### [REQUIREMENT]
Begin at the line containing "is not missed." in the entries below and end at the line containing "let mut stopping"; transcribe that range exactly and nothing outside it.

### [DATA FOR THIS TASK]
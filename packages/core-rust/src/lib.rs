//! Lizmap Core: project catalogue, CFG access, request identity and the
//! filter by polygon access control.

pub mod cfg;
pub mod context;
pub mod datasource;
pub mod filter;
pub mod params;
pub mod project;
pub mod qgs;
pub mod types;

pub use cfg::{get_lizmap_config, get_lizmap_layers_config, LizmapConfig};
pub use context::RequestContext;
pub use filter::{evaluate, FilterByPolygon, SubsetDecision, HIDE_ALL};
pub use params::OwsParams;
pub use project::{find_vector_layer_from_params, Project};
pub use types::{LayerKind, MapLayer};
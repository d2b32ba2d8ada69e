use std::sync::Arc;

use async_trait::async_trait;

use crate::storage::{LoadedProject, ProjectError};

/// Resolves the `MAP` request parameter to a loaded project.
/// Implemented by [`FsProjectStore`](crate::storage::FsProjectStore), a
/// filesystem store with a modification-time cache.
#[async_trait]
pub trait ProjectProvider: Send + Sync {
    /// Load the project named by `map`, reusing a cached copy when it is
    /// still current.
    async fn load(&self, map: &str) -> Result<Arc<LoadedProject>, ProjectError>;
}
//! Tower middleware layers for the operation pipeline.
//!
//! - [`metrics`]: Operation timing and outcome via `tracing` spans
//! - [`pipeline`]: Composes the layers around the router

pub mod metrics;
pub mod pipeline;

pub use metrics::MetricsLayer;
pub use pipeline::{build_operation_pipeline, OperationPipeline};
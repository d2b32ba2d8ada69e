use crate::datasource::DataSource;

/// Discriminant for QGIS map layer types, read from the `type` attribute of
/// a `<maplayer>` element.
#[derive(Debug, Clone, Copy, PartialEq, Eq)]
pub enum LayerKind {
    /// Feature layer with attributes and (optionally) geometries.
    Vector,
    /// Grid coverage.
    Raster,
    /// Mesh, point cloud, vector tile, plugin layers.
    Other,
}

impl LayerKind {
    /// Maps the QGIS `maplayer/@type` value to a kind.
    #[must_use]
    pub fn from_qgs(value: &str) -> Self {
        match value {
            "vector" => Self::Vector,
            "raster" => Self::Raster,
            _ => Self::Other,
        }
    }
}

/// A layer of a QGIS project, as far as the server needs to know it.
#[derive(Debug, Clone, PartialEq)]
pub struct MapLayer {
    /// Unique layer id inside the project (e.g. `parcels_6a1b...`).
    pub id: String,
    /// Display name, used as key in the CFG `layers` section.
    pub name: String,
    /// Optional OWS short name.
    pub short_name: Option<String>,
    pub kind: LayerKind,
    /// Data provider key (`postgres`, `ogr`, `spatialite`, ...).
    pub provider: String,
    pub datasource: DataSource,
    /// Attribute field names, in declaration order.
    pub fields: Vec<String>,
    /// Layer CRS as an EPSG code, when the project declares one.
    pub srid: Option<u32>,
}

impl MapLayer {
    #[must_use]
    pub fn is_vector(&self) -> bool {
        self.kind == LayerKind::Vector
    }

    /// Returns `true` when the layer declares a field with this exact name.
    #[must_use]
    pub fn has_field(&self, name: &str) -> bool {
        self.fields.iter().any(|f| f == name)
    }

    /// Geometry column of the underlying table, if the datasource exposes one.
    #[must_use]
    pub fn geometry_column(&self) -> Option<&str> {
        self.datasource.geometry_column()
    }
}
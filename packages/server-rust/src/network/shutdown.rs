//! Health state and graceful shutdown for the HTTP host.
//!
//! The state moves `Starting -> Ready -> Draining -> Stopped`. It turns to
//! `Draining` as soon as the process shutdown signal fires, before the HTTP
//! server stops accepting connections, so readiness probes answer 503 for
//! the whole graceful window. `Stopped` is reached once no OWS request is
//! in flight.

use std::future::Future;
use std::sync::atomic::{AtomicU64, Ordering};
use std::sync::Arc;
use std::time::Duration;

use arc_swap::ArcSwap;
use tokio::sync::{watch, Notify};
use tracing::info;

/// Server health state.
#[derive(Debug, Clone, Copy, PartialEq, Eq)]
pub enum HealthState {
    Starting,
    Ready,
    /// Shutdown signalled; in-flight requests are finishing.
    Draining,
    Stopped,
}

impl HealthState {
    /// Lower-case name used in the `/health` body.
    #[must_use]
    pub fn as_str(self) -> &'static str {
        match self {
            Self::Starting => "starting",
            Self::Ready => "ready",
            Self::Draining => "draining",
            Self::Stopped => "stopped",
        }
    }
}

/// In-flight request count; `idle` is notified when it drops to zero.
#[derive(Debug, Default)]
struct Requests {
    active: AtomicU64,
    idle: Notify,
}

/// Coordinates readiness, the shutdown signal and request draining.
#[derive(Debug)]
pub struct ShutdownController {
    state: ArcSwap<HealthState>,
    stopping: watch::Sender<bool>,
    requests: Arc<Requests>,
}

impl ShutdownController {
    /// Creates a controller in the `Starting` state.
    #[must_use]
    pub fn new() -> Self {
        Self {
            state: ArcSwap::from_pointee(HealthState::Starting),
            stopping: watch::Sender::new(false),
            requests: Arc::default(),
        }
    }

    pub fn set_ready(&self) {
        self.state.store(Arc::new(HealthState::Ready));
    }

    #[must_use]
    pub fn health_state(&self) -> HealthState {
        **self.state.load()
    }

    /// Moves to `Draining`. Idempotent.
    pub fn trigger_shutdown(&self) {
        self.state.store(Arc::new(HealthState::Draining));
        self.stopping.send_replace(true);
    }

    /// Wraps the process shutdown signal: once `signal` resolves the
    /// controller is `Draining`, then the returned future resolves.
    ///
    /// Hand the result to the HTTP server as its graceful shutdown trigger.
    pub fn draining_on(
        self: &Arc<Self>,
        signal: impl Future<Output = ()> + Send + 'static,
    ) -> impl Future<Output = ()> + Send + 'static {
        let controller = Arc::clone(self);
        async move {
            signal.await;
            controller.trigger_shutdown();
            info!(
                in_flight = controller.in_flight_count(),
                "Shutdown signalled, draining OWS requests"
            );
        }
    }

    /// Counts one request as in flight until the guard is dropped.
    #[must_use]
    pub fn in_flight_guard(&self) -> InFlightGuard {
        self.requests.active.fetch_add(1, Ordering::AcqRel);
        InFlightGuard {
            requests: Arc::clone(&self.requests),
        }
    }

    #[must_use]
    pub fn in_flight_count(&self) -> u64 {
        self.requests.active.load(Ordering::Acquire)
    }

    /// Waits until no request is in flight, at most `timeout`.
    ///
    /// On success the state becomes `Stopped` and `true` is returned; on
    /// timeout the state is left unchanged.
    pub async fn wait_for_drain(&self, timeout: Duration) -> bool {
        let idle = async {
            loop {
                // Created before the check so a concurrent drop to zero is not missed.
                let notified = self.requests.idle.notified();
                if self.in_flight_count() == 0 {
                    return;
                }
                notified.await;
            }
        };

        let drained =
            self.in_flight_count() == 0 || tokio::time::timeout(timeout, idle).await.is_ok();
        if drained {
            self.state.store(Arc::new(HealthState::Stopped));
        }
        drained
    }

    /// Resolves only when shutdown was triggered and requests are still in
    /// flight `timeout` later. Pends forever otherwise.
    pub async fn drain_expired(&self, timeout: Duration) {
        let mut stopping = self.stopping.subscribe();
        if stopping.wait_for(|stopping| *stopping).await.is_ok()
            && !self.wait_for_drain(timeout).await
        {
            return;
        }
        std::future::pending::<()>().await;
    }
}

impl Default for ShutdownController {
    fn default() -> Self {
        Self::new()
    }
}

/// Decrements the in-flight count on drop, including during unwinding.
#[derive(Debug)]
pub struct InFlightGuard {
    requests: Arc<Requests>,
}

impl Drop for InFlightGuard {
    fn drop(&mut self) {
        if self.requests.active.fetch_sub(1, Ordering::AcqRel) == 1 {
            self.requests.idle.notify_waiters();
        }
    }
}
//! The LIZMAP OWS service: single entry point and error boundary.

use std::sync::Arc;

use axum::http::StatusCode;
use axum::response::{IntoResponse, Response};
use serde_json::Value;
use tower::ServiceExt;
use tracing::debug;

use super::classify::{LizmapRequest, OperationService};
use super::config::ServerConfig;
use super::domain::{ServerSettingsService, SubsetStringService};
use super::middleware::{build_operation_pipeline, OperationPipeline};
use super::operation::{service_names, OperationResponse};
use super::response::{write_json_response, ServiceError};
use super::router::OperationRouter;

/// Classifies LIZMAP requests and runs them through the operation pipeline.
pub struct LizmapService {
    classifier: OperationService,
    pipeline: OperationPipeline,
}

impl LizmapService {
    #[must_use]
    pub fn new(config: Arc<ServerConfig>) -> Self {
        let mut router = OperationRouter::new();
        router.register(
            service_names::SERVER_SETTINGS,
            Arc::new(ServerSettingsService::new(config)),
        );
        router.register(
            service_names::SUBSET_STRING,
            Arc::new(SubsetStringService::new()),
        );

        Self {
            classifier: OperationService::new(),
            pipeline: build_operation_pipeline(router),
        }
    }

    /// Runs a request and writes its JSON response.
    ///
    /// Every failure becomes a [`ServiceError`] body; this never returns an
    /// error to the caller.
    pub async fn execute(&self, request: LizmapRequest) -> Response {
        match self.dispatch(request).await {
            Ok(body) => write_json_response(&body, StatusCode::OK),
            Err(e) => {
                debug!(status = e.status, message = %e.message, "LIZMAP request rejected");
                e.into_response()
            }
        }
    }

    /// Runs a request and returns the JSON body of a successful response.
    ///
    /// # Errors
    ///
    /// Returns a [`ServiceError`] carrying the status and body to answer with.
    pub async fn dispatch(&self, request: LizmapRequest) -> Result<Value, ServiceError> {
        let op = self.classifier.classify(request)?;
        let OperationResponse::Json(body) = self.pipeline.clone().oneshot(op).await?;
        Ok(body)
    }
}

impl std::fmt::Debug for LizmapService {
    fn fmt(&self, f: &mut std::fmt::Formatter<'_>) -> std::fmt::Result {
        f.debug_struct("LizmapService").finish_non_exhaustive()
    }
}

### [ANSWER BOX]
                // Created before the check so a concurrent drop to zero is not missed.
                let notified = self.requests.idle.notified();
                if self.in_flight_count() == 0 {
                    return;
                }
                notified.await;
            }
        };

        let drained =
            self.in_flight_count() == 0 || tokio::time::timeout(timeout, idle).await.is_ok();
        if drained {
            self.state.store(Arc::new(HealthState::Stopped));
        }
        drained
    }

    /// Resolves only when shutdown was triggered and requests are still in
    /// flight `timeout` later. Pends forever otherwise.
    pub async fn drain_expired(&self, timeout: Duration) {
        let mut stopping = self.stopping.subscribe();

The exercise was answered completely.